**Collected data:**
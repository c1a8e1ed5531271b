use actix_web::{HttpRequest, HttpResponse, Responder, delete, get, post, put, web};

use crate::dto::list::{ListParams, ListResponse};
use crate::forms::signup::SignupForm;
use crate::query::{FilterCriteria, normalize_page_size};
use crate::repository::DieselRepository;
use crate::routes::{error_response, error_status};
use crate::services::{export, signups};

#[get("/signups/export")]
pub async fn export_signups(req: HttpRequest, repo: web::Data<DieselRepository>) -> impl Responder {
    let params = ListParams::from_query(req.query_string());
    let criteria = FilterCriteria::from(&params);

    match export::export_signups(repo.get_ref(), &criteria) {
        Ok(body) => HttpResponse::Ok()
            .content_type("text/csv; charset=utf-8")
            .insert_header((
                "Content-Disposition",
                "attachment; filename=\"signups.csv\"",
            ))
            .body(body),
        Err(err) => error_response(&err),
    }
}

#[get("/signups")]
pub async fn list_signups(req: HttpRequest, repo: web::Data<DieselRepository>) -> impl Responder {
    let params = ListParams::from_query(req.query_string());
    let criteria = FilterCriteria::from(&params);

    match signups::load_signup_list(repo.get_ref(), &criteria) {
        Ok(page) => HttpResponse::Ok().json(ListResponse::new(page, params.ticket())),
        Err(err) => {
            let (status, body) = error_status(&err);
            let per_page = normalize_page_size(criteria.per_page);
            HttpResponse::build(status).json(ListResponse::<()>::failed(
                per_page,
                params.ticket(),
                body,
            ))
        }
    }
}

#[post("/signups")]
pub async fn create_signup(
    repo: web::Data<DieselRepository>,
    web::Form(form): web::Form<SignupForm>,
) -> impl Responder {
    match signups::create_signup(repo.get_ref(), form) {
        Ok(signup) => HttpResponse::Created().json(signup),
        Err(err) => error_response(&err),
    }
}

#[get("/signups/{id}")]
pub async fn show_signup(id: web::Path<i32>, repo: web::Data<DieselRepository>) -> impl Responder {
    match signups::get_signup(repo.get_ref(), id.into_inner()) {
        Ok(signup) => HttpResponse::Ok().json(signup),
        Err(err) => error_response(&err),
    }
}

#[put("/signups/{id}")]
pub async fn update_signup(
    id: web::Path<i32>,
    repo: web::Data<DieselRepository>,
    web::Form(form): web::Form<SignupForm>,
) -> impl Responder {
    match signups::update_signup(repo.get_ref(), id.into_inner(), form) {
        Ok(signup) => HttpResponse::Ok().json(signup),
        Err(err) => error_response(&err),
    }
}

#[delete("/signups/{id}")]
pub async fn delete_signup(
    id: web::Path<i32>,
    repo: web::Data<DieselRepository>,
) -> impl Responder {
    match signups::delete_signup(repo.get_ref(), id.into_inner()) {
        Ok(()) => HttpResponse::NoContent().finish(),
        Err(err) => error_response(&err),
    }
}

**Exercise:** All lines above containing the string "HttpResponse" are to be collected.

**The completed task:**
use actix_web::{HttpRequest, HttpResponse, Responder, delete, get, post, put, web};
        Ok(body) => HttpResponse::Ok()
        Ok(page) => HttpResponse::Ok().json(ListResponse::new(page, params.ticket())),
            HttpResponse::build(status).json(ListResponse::<()>::failed(
        Ok(signup) => HttpResponse::Created().json(signup),
        Ok(signup) => HttpResponse::Ok().json(signup),
        Ok(signup) => HttpResponse::Ok().json(signup),
        Ok(()) => HttpResponse::NoContent().finish(),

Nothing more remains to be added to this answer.